Table 1. Reduction in CO₂ emissions and costs of managing turf grass with growth regulator applications.

Source: Cranfield University Centre for Sports Surface Technology

The report highlights that Primo Maxx has a wide range of beneficial effects on the maintenance of sports turf, with the key effect in reducing turf growth for extended periods of time. "This reduction in growth has associated reductions in the costs of maintenance, due to less mowing, irrigation and fertiliser being required."

With the reduced physical inputs used managing turf in growth regulation, there is also a major effect of reducing CO₂ emissions. The Cranfield researchers also factored in the physical cost and emissions from the manufacturing process in calculating the overall financial and environmental return from growth regulator use.

Dr James highlights that, whilst the Cranfield model did have to simplify some aspects of turf management and make some assumptions to create comparable results, there are clear practical implications. For example, the more use a mower unit receives, the more frequently the engine oil must be changed, which is directly linked to the CO₂ efflux increase and with the financial costs of operation.

"CranTurfC showed for all sports turf scenarios studied, that using a growth regulator significantly reduced the CO₂ footprint, compared to the typical conventional management programmes. The range of the scale of reduction is closely linked to the reduction in mowing operations that are required to keep turf maintained for that specific amenity use," he reports.

"The financial savings indicated by CranTurfC is more closely linked to the presentation of the surface, with greater savings predicted where the relative cost of maintenance is higher."

Practical Implications

On winter sports pitches, the Cranfield model predicts a standard sized football pitch (70 x 100m) would create a total annual CO₂ efflux of 1270 kg under a standard maintenance regime. Where Primo Maxx is used, however, the efflux falls to 705 kg CO₂ per year - a reduction of 45%.

Pitches managed less intensively for amateur recreational use produce less emissions - 508 kg CO₂ per year with standard maintenance - but have potential for even greater percentage savings, down over 50% to 245 kg CO₂ per pitch. A local authority groundsman with 10 pitches could cut the carbon footprint by over 2600 kg CO₂ per year.

Nitrogen Effect

In a further development that could see the carbon footprint of turf reduced, the Cranfield report highlights the interaction of the effect of a growth regulator and fertiliser on the whole soil system may also have an impact on the overall greenhouse gas release from the system.

When nitrogen fertiliser is applied, up to 1% of all N applied emerges as N₂O. If a pitch was fertilised at 190 kg/ha over the season, for example, this would release approximately 1.9 kg N₂O per year. Whilst only small in itself, the global warming impact of N₂O is over 300 times greater than CO₂, so the gas release would have a equivalence of 589 kg CO₂ per ha per year.

Whilst nitrogen is still required with a Primo Maxx programme, and a small amount is recommended as a tank mix with all applications, trials and turf managers experience has indicated there may be potential to reduce overall fertiliser inputs.

Syngenta Technical Manager, Dr Simon Watson, believes this same N₂O release equation applies to all nitrogenous compounds, including grass clippings.

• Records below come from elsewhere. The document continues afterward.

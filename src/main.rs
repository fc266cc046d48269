//! Paging Kernel - Main Entry Point
//!
//! Usage: paging-kernel [OPTIONS] <PROGRAM>...
//!
//! Loads each program file as a process, runs them all under the chosen
//! scheduling policy and echoes every executed line to stdout as
//! `[pid] line`. Page faults, evictions and process lifecycle events are
//! logged to stderr.

use std::io::{self, BufRead};
use std::path::PathBuf;
use std::process;

use clap::Parser;
use log::{Level, Log, Metadata, Record};

use paging_kernel::constants::DEFAULT_FRAME_STORE_SIZE;
use paging_kernel::{Kernel, KernelConfig, Program, TraceInterpreter};

/// Paging virtual memory manager with a multi-policy process scheduler.
#[derive(Parser, Debug)]
#[command(name = "paging-kernel", version, about)]
struct Cli {
    /// Program files to run, one command per line.
    #[arg(required = true)]
    programs: Vec<PathBuf>,

    /// Scheduling policy: FCFS, SJF, RR, RR30 or AGING.
    #[arg(short, long, default_value = "RR")]
    policy: String,

    /// Number of frame slots in the frame store.
    #[arg(long, default_value_t = DEFAULT_FRAME_STORE_SIZE)]
    frame_store_size: usize,

    /// Read stdin as an interactive session that runs ahead of the programs.
    #[arg(long)]
    session: bool,

    /// Log demand loads and every dispatched line.
    #[arg(short, long)]
    verbose: bool,
}

/// Minimal `log` backend writing to stderr
struct StderrLogger {
    level: Level,
}

impl Log for StderrLogger {
    fn enabled(&self, metadata: &Metadata) -> bool {
        metadata.level() <= self.level
    }

    fn log(&self, record: &Record) {
        if self.enabled(record.metadata()) {
            eprintln!("[{:<5}] {}", record.level(), record.args());
        }
    }

    fn flush(&self) {}
}

fn init_logging(verbose: bool) {
    let level = if verbose { Level::Debug } else { Level::Info };
    let logger = Box::new(StderrLogger { level });
    if log::set_boxed_logger(logger).is_ok() {
        log::set_max_level(level.to_level_filter());
    }
}

fn main() {
    let cli = Cli::parse();
    init_logging(cli.verbose);

    if let Err(e) = run(&cli) {
        eprintln!("Bad command: {}", e);
        process::exit(1);
    }
}

fn read_session() -> Result<Program, io::Error> {
    let lines = io::stdin().lock().lines().collect::<Result<Vec<_>, _>>()?;
    Ok(Program::new(lines.into_iter().filter(|line| !line.trim().is_empty())))
}

/// Main logic separated from main() for cleaner error handling
fn run(cli: &Cli) -> paging_kernel::Result<()> {
    let config = KernelConfig::with_frame_store_size(cli.frame_store_size);
    let mut kernel = Kernel::new(config)?;
    let mut interp = TraceInterpreter::new(io::stdout());

    if cli.session {
        let session = read_session()?;
        if !session.is_empty() {
            kernel.spawn_session(session)?;
        }
    }

    kernel.exec(&cli.programs, &cli.policy, &mut interp)?;

    let stats = kernel.frame_store().stats();
    log::debug!(
        "frame store: {} of {} slots occupied, clock {}",
        stats.occupied,
        stats.capacity,
        stats.clock
    );
    Ok(())
}
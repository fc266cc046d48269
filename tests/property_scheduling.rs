//! Scheduling properties driven through the public kernel API.

use std::collections::HashMap;

use paging_kernel::ready_queue::QueueNode;
use paging_kernel::{
    CommandInterpreter, Kernel, KernelConfig, KernelError, ProcessId, Program, RecordingInterpreter,
};
use proptest::prelude::*;

fn program(tag: &str, n: usize) -> Program {
    Program::new((1..=n).map(|i| format!("{}{}", tag, i)))
}

/// Records, for every dispatched line, who ran it, how many nodes were
/// waiting and each waiting node's score.
#[derive(Default)]
struct QueueProbe {
    dispatched: Vec<(ProcessId, String)>,
    waiting: Vec<HashMap<ProcessId, u32>>,
}

impl CommandInterpreter for QueueProbe {
    fn dispatch(&mut self, kernel: &mut Kernel, pid: ProcessId, line: &str) -> i32 {
        self.dispatched.push((pid, line.to_string()));
        self.waiting.push(
            kernel
                .ready_queue()
                .iter()
                .map(|n: &QueueNode| (n.pid(), n.score()))
                .collect(),
        );
        0
    }
}

#[test]
fn rr_runs_five_lines_in_groups_of_two() {
    let mut kernel = Kernel::new(KernelConfig::default()).unwrap();
    let pid = kernel.load_program("five", program("l", 5)).unwrap();
    let mut probe = QueueProbe::default();

    kernel.schedule("RR", &mut probe).unwrap();

    let lines: Vec<&str> = probe.dispatched.iter().map(|(_, l)| l.as_str()).collect();
    assert_eq!(lines, vec!["l1", "l2", "l3", "l4", "l5"]);
    assert!(probe.dispatched.iter().all(|(p, _)| *p == pid));
    assert!(kernel.ready_queue().is_empty());
}

#[test]
fn rr_requeues_between_groups() {
    // A one-line companion reveals where each quantum ends
    let mut kernel = Kernel::new(KernelConfig::default()).unwrap();
    kernel.load_program("five", program("l", 5)).unwrap();
    kernel.load_program("marker", program("m", 1)).unwrap();
    let mut rec = RecordingInterpreter::new();

    kernel.schedule("RR", &mut rec).unwrap();
    assert_eq!(rec.lines(), vec!["l1", "l2", "m1", "l3", "l4", "l5"]);
}

#[test]
fn bogus_policy_reports_error() {
    let mut kernel = Kernel::new(KernelConfig::default()).unwrap();
    kernel.load_program("a", program("a", 3)).unwrap();
    let mut rec = RecordingInterpreter::new();

    let err = kernel.schedule("BOGUS", &mut rec).unwrap_err();
    assert!(matches!(err, KernelError::Policy { .. }));
    assert_eq!(kernel.ready_queue().len(), 1);
    assert_eq!(kernel.ready_queue().peek_head().unwrap().pcb.pc, 0);
}

#[test]
fn terminated_programs_free_their_frames() {
    let mut kernel = Kernel::new(KernelConfig::with_frame_store_size(6)).unwrap();
    kernel.load_program("a", program("a", 7)).unwrap();
    kernel.load_program("b", program("b", 4)).unwrap();
    let mut rec = RecordingInterpreter::new();

    kernel.schedule("RR", &mut rec).unwrap();
    assert_eq!(rec.lines().len(), 11);
    assert_eq!(kernel.frame_store().occupied_count(), 0);
}

proptest! {
    #![proptest_config(ProptestConfig::with_cases(48))]

    /// SJF always starts with the earliest-arriving shortest job, and every
    /// line of every program runs exactly once.
    #[test]
    fn sjf_dispatches_shortest_first(lengths in prop::collection::vec(1usize..8, 1..5)) {
        let mut kernel = Kernel::new(KernelConfig::with_frame_store_size(30)).unwrap();
        let mut pids = Vec::new();
        for (i, &n) in lengths.iter().enumerate() {
            pids.push(kernel.load_program(&format!("p{}", i), program(&format!("p{}-", i), n)).unwrap());
        }
        let mut rec = RecordingInterpreter::new();
        kernel.schedule("SJF", &mut rec).unwrap();

        let min = *lengths.iter().min().unwrap();
        let first = lengths.iter().position(|&n| n == min).unwrap();
        prop_assert_eq!(rec.dispatched[0].0, pids[first]);
        prop_assert_eq!(rec.dispatched.len(), lengths.iter().sum::<usize>());
    }

    /// Under AGING, a node that waits through a round loses exactly one point
    /// of score, never going below zero.
    #[test]
    fn aging_decrements_waiting_nodes_by_one(lengths in prop::collection::vec(1usize..=6, 2..5)) {
        // Every program fits its initial load, so every round dispatches a line
        let mut kernel = Kernel::new(KernelConfig::with_frame_store_size(24)).unwrap();
        for (i, &n) in lengths.iter().enumerate() {
            kernel.load_program(&format!("p{}", i), program(&format!("p{}-", i), n)).unwrap();
        }
        let mut probe = QueueProbe::default();
        kernel.schedule("AGING", &mut probe).unwrap();

        prop_assert_eq!(probe.dispatched.len(), lengths.iter().sum::<usize>());
        for pair in probe.waiting.windows(2) {
            for (pid, &before) in &pair[0] {
                if let Some(&after) = pair[1].get(pid) {
                    prop_assert_eq!(after, before.saturating_sub(1));
                }
            }
        }
    }
}
/// A page-table entry that points at a frame slot.
///
/// `generation` is the slot's generation at the time the line was placed;
/// if the slot has been rebound since, the mapping is stale.
#[derive(Debug, Clone, Copy, PartialEq, Eq)]
pub struct Mapping {
    pub slot: usize,
    pub generation: u64,
}

/// Per-process map from logical line index to frame slot
#[derive(Debug, Clone, PartialEq, Eq)]
pub struct PageTable {
    entries: Vec<Option<Mapping>>,
}

impl PageTable {
    /// Create a table for `line_count` lines, all unmapped
    pub fn new(line_count: usize) -> Self {
        PageTable {
            entries: vec![None; line_count],
        }
    }

    /// Get the mapping for a line (`None` if unmapped or out of range)
    #[inline]
    pub fn get(&self, line: usize) -> Option<Mapping> {
        self.entries.get(line).copied().flatten()
    }

    /// Map a line to a slot; lines past the end of the table are ignored
    pub fn map(&mut self, line: usize, mapping: Mapping) {
        if let Some(entry) = self.entries.get_mut(line) {
            *entry = Some(mapping);
        }
    }

    pub fn unmap(&mut self, line: usize) -> Option<Mapping> {
        self.entries.get_mut(line).and_then(Option::take)
    }

    pub fn len(&self) -> usize {
        self.entries.len()
    }

    pub fn is_empty(&self) -> bool {
        self.entries.is_empty()
    }

    pub fn mapped_count(&self) -> usize {
        self.entries.iter().filter(|e| e.is_some()).count()
    }
}
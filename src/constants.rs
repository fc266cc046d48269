// frame store geometry: slots are handed out and reclaimed a group at a time
pub const FRAME_GROUP_SIZE: usize = 3;
pub const DEFAULT_FRAME_STORE_SIZE: usize = 18;

// lines brought in when a program is created, and on each fetch miss
pub const INITIAL_LOAD_WINDOW: usize = 2 * FRAME_GROUP_SIZE;
pub const DEMAND_LOAD_WINDOW: usize = FRAME_GROUP_SIZE;

pub const RR_QUANTUM: usize = 2;
pub const RR30_QUANTUM: usize = 30;
pub const UNBOUNDED_QUANTUM: usize = usize::MAX;
pub const AGING_QUANTUM: usize = 1;

/// Lowest value the aging policy will decrement a job-length score to.
pub const AGING_SCORE_FLOOR: u32 = 0;

pub const SESSION_PROCESS_NAME: &str = "_SHELL";
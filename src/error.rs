use std::path::PathBuf;

/// All errors produced by the kernel.
///
/// Stale page-table mappings and nested scheduler calls are deliberately
/// absent: the first resolves as a cache miss, the second as a no-op.
#[derive(thiserror::Error, Debug)]
pub enum KernelError {
    #[error("scheduling policy error: unknown policy '{name}'")]
    Policy { name: String },

    #[error("cannot load {window} line(s) at offset {offset} of a {total}-line program")]
    Load {
        offset: usize,
        window: usize,
        total: usize,
    },

    #[error("program '{name}' has no lines to run")]
    EmptyProgram { name: String },

    #[error("invalid kernel configuration: {0}")]
    InvalidConfig(String),

    #[error("file does not exist: {path}")]
    ProgramNotFound { path: PathBuf },

    #[error("IO error: {0}")]
    Io(#[from] std::io::Error),
}

pub type Result<T> = std::result::Result<T, KernelError>;
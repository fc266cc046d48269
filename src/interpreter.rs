use std::io::Write;

use crate::kernel::Kernel;
use crate::pcb::ProcessId;

/// Executes one program line on behalf of a process.
///
/// The kernel is handed back in so a command may load further programs or
/// call `Kernel::schedule` again; the latter is a no-op while a schedule is
/// already in progress. The returned status is logged and otherwise ignored.
pub trait CommandInterpreter {
    fn dispatch(&mut self, kernel: &mut Kernel, pid: ProcessId, line: &str) -> i32;
}

/// Writes every dispatched line to `out` as `[pid] line`
pub struct TraceInterpreter<W: Write> {
    out: W,
}

impl<W: Write> TraceInterpreter<W> {
    pub fn new(out: W) -> Self {
        TraceInterpreter { out }
    }

    pub fn into_inner(self) -> W {
        self.out
    }
}

impl<W: Write> CommandInterpreter for TraceInterpreter<W> {
    fn dispatch(&mut self, _kernel: &mut Kernel, pid: ProcessId, line: &str) -> i32 {
        match writeln!(self.out, "[{}] {}", pid, line) {
            Ok(()) => 0,
            Err(_) => 1,
        }
    }
}

/// Keeps every dispatched line in order
#[derive(Debug, Default)]
pub struct RecordingInterpreter {
    pub dispatched: Vec<(ProcessId, String)>,
}

impl RecordingInterpreter {
    pub fn new() -> Self {
        Self::default()
    }

    pub fn lines(&self) -> Vec<&str> {
        self.dispatched.iter().map(|(_, line)| line.as_str()).collect()
    }

    pub fn lines_of(&self, pid: ProcessId) -> Vec<&str> {
        self.dispatched
            .iter()
            .filter(|(p, _)| *p == pid)
            .map(|(_, line)| line.as_str())
            .collect()
    }
}

impl CommandInterpreter for RecordingInterpreter {
    fn dispatch(&mut self, _kernel: &mut Kernel, pid: ProcessId, line: &str) -> i32 {
        self.dispatched.push((pid, line.to_string()));
        0
    }
}

#[cfg(test)]
mod tests {
    use super::*;
    use crate::config::KernelConfig;

    #[test]
    fn test_trace_format() {
        let mut kernel = Kernel::new(KernelConfig::default()).unwrap();
        let mut trace = TraceInterpreter::new(Vec::new());
        assert_eq!(trace.dispatch(&mut kernel, ProcessId(3), "echo hi"), 0);
        assert_eq!(trace.dispatch(&mut kernel, ProcessId(4), "set x 1"), 0);

        let out = String::from_utf8(trace.into_inner()).unwrap();
        assert_eq!(out, "[3] echo hi\n[4] set x 1\n");
    }

    #[test]
    fn test_recording_filters_by_pid() {
        let mut kernel = Kernel::new(KernelConfig::default()).unwrap();
        let mut rec = RecordingInterpreter::new();
        rec.dispatch(&mut kernel, ProcessId(1), "a");
        rec.dispatch(&mut kernel, ProcessId(2), "b");
        rec.dispatch(&mut kernel, ProcessId(1), "c");

        assert_eq!(rec.lines(), vec!["a", "b", "c"]);
        assert_eq!(rec.lines_of(ProcessId(1)), vec!["a", "c"]);
    }
}
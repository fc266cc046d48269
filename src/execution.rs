use log::{debug, info, warn};

use crate::interpreter::CommandInterpreter;
use crate::kernel::Kernel;
use crate::pcb::ProcessId;
use crate::ready_queue::QueueNode;
use crate::scheduler::DispatchMode;
use crate::translation::{fetch_line, FetchResult};

/// What happened to a node handed to `Kernel::execute`
#[derive(Debug)]
pub enum ExecOutcome {
    /// The last line ran; the process and its frame slots are gone
    Terminated(ProcessId),
    /// Quantum exhausted or a fault was serviced; the node goes back to the
    /// scheduler
    NotDone(QueueNode),
}

impl ExecOutcome {
    pub fn is_terminated(&self) -> bool {
        matches!(self, ExecOutcome::Terminated(_))
    }
}

impl Kernel {
    /// Run `node` for at most `quantum` lines.
    ///
    /// A fetch miss demand-loads a window starting at the program counter
    /// and hands control back at once; the rest of the quantum is forfeited.
    pub fn execute(
        &mut self,
        mut node: QueueNode,
        quantum: usize,
        interp: &mut dyn CommandInterpreter,
    ) -> ExecOutcome {
        let pid = node.pid();
        for _ in 0..quantum {
            let pc = node.pcb.pc;
            let line = match fetch_line(&mut self.frame_store, pc, &node.page_table, pid) {
                FetchResult::Hit(text) => text,
                FetchResult::Miss(reason) => {
                    debug!("pid {}: fault on line {} ({:?})", pid, pc, reason);
                    self.demand_load(&mut node);
                    return ExecOutcome::NotDone(node);
                }
            };

            node.pcb.pc += 1;
            node.pcb.set_priority(false);
            self.dispatch_line(pid, &line, interp);

            if node.pcb.is_finished() {
                self.terminate(node);
                return ExecOutcome::Terminated(pid);
            }
        }
        ExecOutcome::NotDone(node)
    }

    fn demand_load(&mut self, node: &mut QueueNode) {
        let pid = node.pid();
        let pc = node.pcb.pc;
        let total = node.pcb.line_count();
        let window = self.config().demand_window;
        if let Err(e) = self.frame_store.load_lines(
            node.pcb.program(),
            total,
            pc,
            window,
            pid,
            &mut node.page_table,
        ) {
            warn!("pid {}: demand load at line {} failed: {}", pid, pc, e);
        }
    }

    fn dispatch_line(&mut self, pid: ProcessId, line: &str, interp: &mut dyn CommandInterpreter) {
        let previous = std::mem::replace(&mut self.mode, DispatchMode::Background);
        let status = interp.dispatch(self, pid, line);
        self.mode = previous;
        debug!("pid {}: `{}` -> status {}", pid, line, status);
    }

    fn terminate(&mut self, mut node: QueueNode) {
        let pid = node.pid();
        let (start, end) = (node.pcb.start(), node.pcb.end());
        let released = self
            .frame_store
            .release_range(start, end, &mut node.page_table, pid);
        info!(
            "pid {}: '{}' terminated, released {} frame slot(s)",
            pid,
            node.pcb.name(),
            released
        );
    }
}
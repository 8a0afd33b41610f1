//! Seams between the controller/poller and the backend.
//!
//! [`ApiClient`](crate::ApiClient) is the HTTP implementation; tests swap in
//! in-memory fakes.

use async_trait::async_trait;
use intake_core::{AttachedFile, CreatedPatient, IndexingStatus};

use crate::error::ClientError;

/// Multipart field name shared by every uploaded file.
pub const DOCUMENTS_FIELD: &str = "documents";

/// Everything sent by one `POST /api/patients/` call.
#[derive(Debug)]
pub struct Submission<'a> {
    /// `(external_name, value)` pairs, optional fields included as `""`.
    pub fields: Vec<(&'static str, String)>,
    /// Files sent as repeated [`DOCUMENTS_FIELD`] parts.
    pub documents: &'a [AttachedFile],
}

#[async_trait]
pub trait PatientApi: Send + Sync {
    async fn create_patient(&self, submission: &Submission<'_>)
    -> Result<CreatedPatient, ClientError>;
}

#[async_trait]
pub trait StatusSource: Send + Sync {
    async fn fetch_status(&self, patient_id: &str) -> Result<IndexingStatus, ClientError>;

    /// Ask the backend to re-run indexing for one document. The response body
    /// is not interpreted.
    async fn retry_document(&self, document_id: &str) -> Result<(), ClientError>;
}
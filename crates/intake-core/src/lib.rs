//! Core types shared by the intake client and CLI: the form record, attached
//! files, indexing status snapshots, and patient directory rows.

pub mod attachment;
mod ident;
pub mod patient;
pub mod record;
pub mod status;

pub use attachment::{AttachedFile, AttachmentList, FileKind, SelectedFile, is_accepted_name};
pub use patient::{ActivationStatus, CreatedPatient, PatientPage, PatientSummary};
pub use record::{IntakeField, IntakeRecord, ValidationError};
pub use status::{DocumentState, DocumentStatus, IndexingStatus, Outcome};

Where clippings are left on the surface, a proportion of N₂O will be rapidly released; composting will also release the gas, over a longer period of time. Where Primo Maxx can reduce clipping yield by up to 80%, the release of N₂O may be correspondingly reduced.

"It is also important to take into account that photosynthetic activity of turf grass captures CO₂ from the atmosphere," adds Dr Watson. "In practice, with Primo treated turf more energy may be retained and diverted into the development of a greater root mass, locking carbon into plant material for longer than leaf growth mown off and composted."

Further Syngenta research is now planned to investigate the effects of Primo Maxx on other greenhouse gas efflux, including NO₂ and N₂O, and its use to enhance carbon capture within the sports turf system.